4 Things to Do in Case of Traumatic Injury to Face

Peak Surgicals offers 4 suggestions on what to do in the event of a catastrophic accident. Facial trauma repair surgery is used to repair injury to the face or jaw. The procedure might have been carried out to repair tissue damage, stop bleeding, or mend shattered bones.

Your face may be swollen and bruised. The bruising may fade in 10 to 14 days, and the swelling may go down in 5 to 7 days. Eating may be difficult at first.

If you had stitches, the surgeon might need to remove them a week after the procedure.

After surgery, it will take some time for you to fully recuperate. Your injuries might have changed the way your face looks. Future surgery may occasionally be necessary to help your face look as near as possible to how it did before the damage.

When you can return working will depend on your injuries and the type of work you do. You might be able to return to work in one or two weeks.

This care sheet may provide you with a general idea of how long it will take you to recover from this sickness. However, everyone heals at their own rate. Follow the recommendations below to recover as quickly as possible.

What methods of self-care can you employ at home?


  • Take a nap when you're worn out. If you get enough sleep, you'll heal more quickly. When you go to sleep, prop your head with two or three pillows. Try sleeping on a recliner with your head raised as a different alternative.
  • Avoid engaging in any activity that could result in a further facial or jaw injury until your doctor provides the all-clear.
  • Be sure to brush your mouth and teeth as instructed by your doctor.
  • Discuss with your doctor whether you wish to resume driving.
  • At least one to two weeks of work will have to be missed. You could need to take longer time off, though, depending on your health and the demands of your employment.

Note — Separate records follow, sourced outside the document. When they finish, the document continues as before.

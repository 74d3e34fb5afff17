use std::num::NonZeroUsize;

use lru::LruCache;
use parking_lot::Mutex;
use url::Url;

use crate::foundation::core::Bitmap;
use crate::foundation::error::{SlideError, SlideResult};

/// Thread-safe in-memory image cache keyed by resource URL.
///
/// Read synchronously on the interactive thread and written from resolution tasks.
pub struct MemoryImageCache {
    inner: Mutex<LruCache<Url, Bitmap>>,
}

impl MemoryImageCache {
    pub fn new(capacity: usize) -> SlideResult<Self> {
        let capacity = NonZeroUsize::new(capacity)
            .ok_or_else(|| SlideError::validation("memory image cache capacity must be >= 1"))?;
        Ok(Self {
            inner: Mutex::new(LruCache::new(capacity)),
        })
    }

    pub fn get(&self, url: &Url) -> Option<Bitmap> {
        self.inner.lock().get(url).cloned()
    }

    pub fn put(&self, url: &Url, image: Bitmap) {
        self.inner.lock().put(url.clone(), image);
    }

    pub fn len(&self) -> usize {
        self.inner.lock().len()
    }

    pub fn is_empty(&self) -> bool {
        self.len() == 0
    }
}
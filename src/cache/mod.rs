pub(crate) mod disk;
pub(crate) mod memory;
pub(crate) mod render_cache;
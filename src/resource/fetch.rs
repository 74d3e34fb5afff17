use crate::config::ResourceOpts;
use crate::foundation::core::Bitmap;
use crate::foundation::error::{SlideError, SlideResult};
use crate::resource::map::{ImageResource, ImageSize};

/// Network image fetcher.
///
/// Downloads the resource, decodes it and scales it down to fit the requested size variant.
#[derive(Clone, Debug)]
pub struct HttpFetcher {
    client: reqwest::Client,
}

impl HttpFetcher {
    pub fn new(opts: &ResourceOpts) -> SlideResult<Self> {
        let client = reqwest::Client::builder()
            .timeout(opts.request_timeout())
            .user_agent(opts.user_agent.clone())
            .build()?;
        Ok(Self { client })
    }

    pub async fn fetch(&self, resource: &ImageResource) -> SlideResult<Bitmap> {
        let res = self
            .client
            .get(resource.url.clone())
            .send()
            .await?
            .error_for_status()?;

        // Note: no streaming decode, the body is buffered whole.
        let body = res.bytes().await?;
        decode_image(&body, resource.size)
    }
}

/// Decode encoded image bytes, downscaling (never upscaling) to fit `size` when given.
pub(crate) fn decode_image(bytes: &[u8], size: Option<ImageSize>) -> SlideResult<Bitmap> {
    if bytes.is_empty() {
        return Err(SlideError::resource("empty image body"));
    }
    let img = image::load_from_memory(bytes)?;
    let img = match size {
        Some(s)
            if s.width > 0
                && s.height > 0
                && (img.width() > s.width || img.height() > s.height) =>
        {
            img.resize(s.width, s.height, image::imageops::FilterType::Triangle)
        }
        _ => img,
    };
    Ok(Bitmap::new(img.to_rgba8()))
}
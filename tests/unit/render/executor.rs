use std::sync::atomic::AtomicUsize;
use std::sync::mpsc;
use std::time::Duration;

use super::*;

#[test]
fn zero_capacity_is_rejected() {
    assert!(BoundedExecutor::new(0).is_err());
}

#[test]
fn never_runs_more_than_capacity_jobs_at_once() {
    let exec = BoundedExecutor::new(3).unwrap();
    let running = Arc::new(AtomicUsize::new(0));
    let peak = Arc::new(AtomicUsize::new(0));
    let (tx, rx) = mpsc::channel();

    for i in 0..12 {
        let running = Arc::clone(&running);
        let peak = Arc::clone(&peak);
        let tx = tx.clone();
        exec.submit(
            CancelFlag::new(),
            move || {
                let now = running.fetch_add(1, Ordering::SeqCst) + 1;
                peak.fetch_max(now, Ordering::SeqCst);
                std::thread::sleep(Duration::from_millis(10));
                running.fetch_sub(1, Ordering::SeqCst);
                i
            },
            move |out| {
                tx.send(out).unwrap();
            },
        );
    }

    let mut done = 0;
    for _ in 0..12 {
        if let JobOutcome::Done(_) = rx.recv_timeout(Duration::from_secs(10)).unwrap() {
            done += 1;
        }
    }
    assert_eq!(done, 12);
    assert!(peak.load(Ordering::SeqCst) <= 3);
}

#[test]
fn cancelled_queued_job_never_runs() {
    let exec = BoundedExecutor::new(1).unwrap();
    let (gate_tx, gate_rx) = mpsc::channel::<()>();
    let (tx, rx) = mpsc::channel();

    // Occupy the only worker until the gate opens.
    let tx_block = tx.clone();
    exec.submit(
        CancelFlag::new(),
        move || {
            gate_rx.recv().ok();
            "blocker"
        },
        move |out| {
            tx_block.send(out).unwrap();
        },
    );

    let ran = Arc::new(AtomicBool::new(false));
    let ran_in_job = Arc::clone(&ran);
    let cancel = CancelFlag::new();
    exec.submit(
        cancel.clone(),
        move || {
            ran_in_job.store(true, Ordering::SeqCst);
            "queued"
        },
        move |out| {
            tx.send(out).unwrap();
        },
    );
    cancel.cancel();
    gate_tx.send(()).unwrap();

    let first = rx.recv_timeout(Duration::from_secs(5)).unwrap();
    let second = rx.recv_timeout(Duration::from_secs(5)).unwrap();
    assert!(matches!(first, JobOutcome::Done("blocker")));
    assert!(matches!(second, JobOutcome::Cancelled));
    assert!(!ran.load(Ordering::SeqCst));
}

#[test]
fn cancel_during_run_suppresses_result() {
    let exec = BoundedExecutor::new(1).unwrap();
    let cancel = CancelFlag::new();
    let cancel_in_job = cancel.clone();
    let (tx, rx) = mpsc::channel();
    exec.submit(
        cancel,
        move || {
            cancel_in_job.cancel();
            42
        },
        move |out| {
            tx.send(out).unwrap();
        },
    );
    assert!(matches!(
        rx.recv_timeout(Duration::from_secs(5)).unwrap(),
        JobOutcome::Cancelled
    ));
}

#[test]
fn panicking_job_is_reported_and_the_pool_survives() {
    let exec = BoundedExecutor::new(1).unwrap();
    let (tx, rx) = mpsc::channel();
    let tx_next = tx.clone();
    exec.submit(
        CancelFlag::new(),
        || -> u32 { panic!("node exploded") },
        move |out| {
            tx.send(out).unwrap();
        },
    );
    exec.submit(
        CancelFlag::new(),
        || 7u32,
        move |out| {
            tx_next.send(out).unwrap();
        },
    );

    match rx.recv_timeout(Duration::from_secs(5)).unwrap() {
        JobOutcome::Panicked(msg) => assert_eq!(msg, "node exploded"),
        other => panic!("expected a panic outcome, got {other:?}"),
    }
    assert!(matches!(
        rx.recv_timeout(Duration::from_secs(5)).unwrap(),
        JobOutcome::Done(7)
    ));
}
pub(crate) mod arena;
pub(crate) mod renderer;
pub(crate) mod tasks;
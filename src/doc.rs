//! JSON-described surfaces.
//!
//! A [`SurfaceDoc`] is a static content tree (fills, URL-backed images, blurs) that
//! [`DocSurface`] exposes to the scheduler as a regular [`SurfaceAdapter`]. The CLI renders these.

use std::collections::BTreeMap;
use std::path::Path;

use url::Url;

use crate::foundation::core::{Bitmap, MAX_SURFACE_EXTENT, Rect, Rgba8};
use crate::foundation::error::{SlideError, SlideResult};
use crate::render::nodes::{BlurNode, FillNode, ImageNode};
use crate::render::surface::{Presentation, RenderNode, RenderTarget, SurfaceAdapter};
use crate::resource::map::{DisplayerId, ImageSize, ResourceMap};

#[derive(Clone, Debug, PartialEq, serde::Serialize, serde::Deserialize)]
#[serde(deny_unknown_fields)]
pub struct SurfaceDoc {
    /// Content identity; documents with the same id share a cached snapshot.
    pub id: String,
    #[serde(default = "default_variant")]
    pub variant: String,
    pub width: f64,
    pub height: f64,
    #[serde(default)]
    pub background: Option<Rgba8>,
    #[serde(default)]
    pub corner_radius: f64,
    #[serde(default)]
    pub blends_with_background: bool,
    #[serde(default)]
    pub nodes: Vec<NodeDoc>,
}

fn default_variant() -> String {
    "default".to_owned()
}

#[derive(Clone, Copy, Debug, PartialEq, serde::Serialize, serde::Deserialize)]
#[serde(deny_unknown_fields)]
pub struct FrameDoc {
    pub x: f64,
    pub y: f64,
    pub width: f64,
    pub height: f64,
}

impl FrameDoc {
    pub fn to_rect(self) -> Rect {
        Rect::new(self.x, self.y, self.x + self.width, self.y + self.height)
    }
}

#[derive(Clone, Debug, PartialEq, serde::Serialize, serde::Deserialize)]
#[serde(tag = "kind", rename_all = "snake_case")]
pub enum NodeDoc {
    Fill {
        frame: FrameDoc,
        color: Rgba8,
        #[serde(default)]
        children: Vec<NodeDoc>,
    },
    Image {
        frame: FrameDoc,
        url: Url,
        #[serde(default)]
        size: Option<ImageSize>,
    },
    Blur {
        frame: FrameDoc,
        sigma: f32,
        #[serde(default)]
        tint: Option<Rgba8>,
    },
}

impl NodeDoc {
    fn frame(&self) -> FrameDoc {
        match self {
            NodeDoc::Fill { frame, .. }
            | NodeDoc::Image { frame, .. }
            | NodeDoc::Blur { frame, .. } => *frame,
        }
    }
}

impl SurfaceDoc {
    pub fn from_json_str(s: &str) -> SlideResult<Self> {
        let doc: SurfaceDoc =
            serde_json::from_str(s).map_err(|e| SlideError::serde(e.to_string()))?;
        doc.validate()?;
        Ok(doc)
    }

    pub fn from_json_file(path: impl AsRef<Path>) -> SlideResult<Self> {
        let s = std::fs::read_to_string(path.as_ref())?;
        Self::from_json_str(&s)
    }

    pub fn validate(&self) -> SlideResult<()> {
        if self.id.trim().is_empty() {
            return Err(SlideError::validation("surface id must be non-empty"));
        }
        if !(self.width.is_finite() && self.height.is_finite())
            || self.width <= 0.0
            || self.height <= 0.0
        {
            return Err(SlideError::validation("surface width/height must be > 0"));
        }
        let max = f64::from(MAX_SURFACE_EXTENT);
        if self.width > max || self.height > max {
            return Err(SlideError::validation(format!(
                "surface width/height must be <= {MAX_SURFACE_EXTENT}"
            )));
        }
        if !self.corner_radius.is_finite() || self.corner_radius < 0.0 {
            return Err(SlideError::validation("corner_radius must be finite and >= 0"));
        }
        let mut stack: Vec<&NodeDoc> = self.nodes.iter().collect();
        while let Some(node) = stack.pop() {
            let f = node.frame();
            if ![f.x, f.y, f.width, f.height].iter().all(|v| v.is_finite())
                || f.width < 0.0
                || f.height < 0.0
            {
                return Err(SlideError::validation("node frame must be finite with size >= 0"));
            }
            if f.width > max || f.height > max {
                return Err(SlideError::validation(format!(
                    "node width/height must be <= {MAX_SURFACE_EXTENT}"
                )));
            }
            match node {
                NodeDoc::Fill { children, .. } => stack.extend(children.iter()),
                NodeDoc::Blur { sigma, .. } if !sigma.is_finite() || *sigma < 0.0 => {
                    return Err(SlideError::validation("blur sigma must be finite and >= 0"));
                }
                NodeDoc::Image { size: Some(s), .. } if s.width == 0 || s.height == 0 => {
                    return Err(SlideError::validation("image size must be non-zero"));
                }
                NodeDoc::Image { size: Some(s), .. }
                    if s.width > MAX_SURFACE_EXTENT || s.height > MAX_SURFACE_EXTENT =>
                {
                    return Err(SlideError::validation(format!(
                        "image size must be <= {MAX_SURFACE_EXTENT} per side"
                    )));
                }
                _ => {}
            }
        }
        Ok(())
    }

    /// Image nodes in pre-order, each paired with the displayer id it is addressed by.
    fn images(&self) -> Vec<(DisplayerId, &Url, Option<ImageSize>)> {
        fn walk<'a>(
            nodes: &'a [NodeDoc],
            out: &mut Vec<(DisplayerId, &'a Url, Option<ImageSize>)>,
        ) {
            for node in nodes {
                match node {
                    NodeDoc::Fill { children, .. } => walk(children, out),
                    NodeDoc::Image { url, size, .. } => {
                        out.push((DisplayerId(out.len() as u32), url, *size));
                    }
                    NodeDoc::Blur { .. } => {}
                }
            }
        }
        let mut out = Vec::new();
        walk(&self.nodes, &mut out);
        out
    }

    pub fn resources(&self) -> ResourceMap {
        let mut map = ResourceMap::new();
        for (displayer, url, size) in self.images() {
            map.set_image_url(displayer, Some(url.clone()), size);
        }
        map
    }
}

/// [`SurfaceAdapter`] over a [`SurfaceDoc`]. Keeps the last presented snapshot.
#[derive(Debug)]
pub struct DocSurface {
    doc: SurfaceDoc,
    images: BTreeMap<DisplayerId, Bitmap>,
    target: Option<RenderTarget>,
    snapshot: Option<Bitmap>,
}

impl DocSurface {
    pub fn new(doc: SurfaceDoc) -> Self {
        Self {
            doc,
            images: BTreeMap::new(),
            target: None,
            snapshot: None,
        }
    }

    pub fn doc(&self) -> &SurfaceDoc {
        &self.doc
    }

    pub fn render_target(&self) -> Option<&RenderTarget> {
        self.target.as_ref()
    }

    pub fn snapshot(&self) -> Option<&Bitmap> {
        self.snapshot.as_ref()
    }

    fn build(&self, nodes: &[NodeDoc], next_displayer: &mut u32) -> Vec<Box<dyn RenderNode>> {
        let mut out: Vec<Box<dyn RenderNode>> = Vec::with_capacity(nodes.len());
        for node in nodes {
            match node {
                NodeDoc::Fill {
                    frame,
                    color,
                    children,
                } => {
                    let mut fill = FillNode::new(frame.to_rect(), *color);
                    fill.children = self.build(children, next_displayer);
                    out.push(Box::new(fill));
                }
                NodeDoc::Image { frame, .. } => {
                    let id = DisplayerId(*next_displayer);
                    *next_displayer += 1;
                    let image = self.images.get(&id).cloned();
                    out.push(Box::new(ImageNode::new(frame.to_rect(), image)));
                }
                NodeDoc::Blur { frame, sigma, tint } => {
                    let mut blur = BlurNode::new(frame.to_rect(), *sigma);
                    if let Some(tint) = tint {
                        blur = blur.with_tint(*tint);
                    }
                    out.push(Box::new(blur));
                }
            }
        }
        out
    }
}

impl SurfaceAdapter for DocSurface {
    fn bounds(&self) -> Rect {
        Rect::new(0.0, 0.0, self.doc.width, self.doc.height)
    }

    fn template_color(&self) -> Option<Rgba8> {
        self.doc.background
    }

    fn corner_radius(&self) -> f64 {
        self.doc.corner_radius
    }

    fn blends_with_background(&self) -> bool {
        self.doc.blends_with_background
    }

    fn content_nodes(&self) -> Vec<Box<dyn RenderNode>> {
        let mut next = 0;
        self.build(&self.doc.nodes, &mut next)
    }

    fn attach_render_target(&mut self, target: RenderTarget) {
        self.target = Some(target);
    }

    fn displayer_image(&self, displayer: DisplayerId) -> Option<&Bitmap> {
        self.images.get(&displayer)
    }

    fn set_displayer_image(&mut self, displayer: DisplayerId, image: Option<Bitmap>) {
        match image {
            Some(image) => {
                self.images.insert(displayer, image);
            }
            None => {
                self.images.remove(&displayer);
            }
        }
    }

    fn present(&mut self, presentation: Presentation) {
        self.snapshot = match presentation {
            Presentation::Immediate(image) => image,
            Presentation::CrossFade { to, .. } => Some(to),
        };
    }
}

#[cfg(test)]
#[path = "../tests/unit/doc.rs"]
mod tests;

  • Adhere to the nutritional advice that your doctor has given you. You might need to eat soft foods or drink your food using a straw.
  • Drink a lot of water to avoid being dehydrated.


  • Your doctor will let you know whether and when you can resume taking your medication. He or she will also give you instructions on how to take any new medications.
  • Speak with your doctor about when and if you should start taking any blood thinners again, such as aspirin. Make sure you understand everything your doctor has told you to do.
  • Take medications sensibly. Follow the instructions on the prescription painkillers you are using.
  1. a) Follow the instructions on any painkillers your doctor has prescribed.
  2. b) If you do not currently use a prescription painkiller, inquire with your doctor about whether you may do so.

If you think your pain medicine is making you nauseous, take it after meals (unless your doctor has told you not to).

  1. a) Ask your doctor for a new painkiller.
  • If your doctor recommends antibiotics, take them as directed. Continue taking them if you feel better. It is necessary to finish the antibiotic treatment. Follow-up care

Incision Care

  • Wash the area every day with warm, soapy water before patting it dry if you have a face incision, cuts, or scratches.
  • Your doctor could provide you with further instructions on how to care for your wound. Observe your doctor's instructions to the letter.

If your jaw is wired shut in case you vomit, peak surgicals advise you to maintain wire cutters close by in case you need to use them. Your doctor will demonstrate how to use them for you.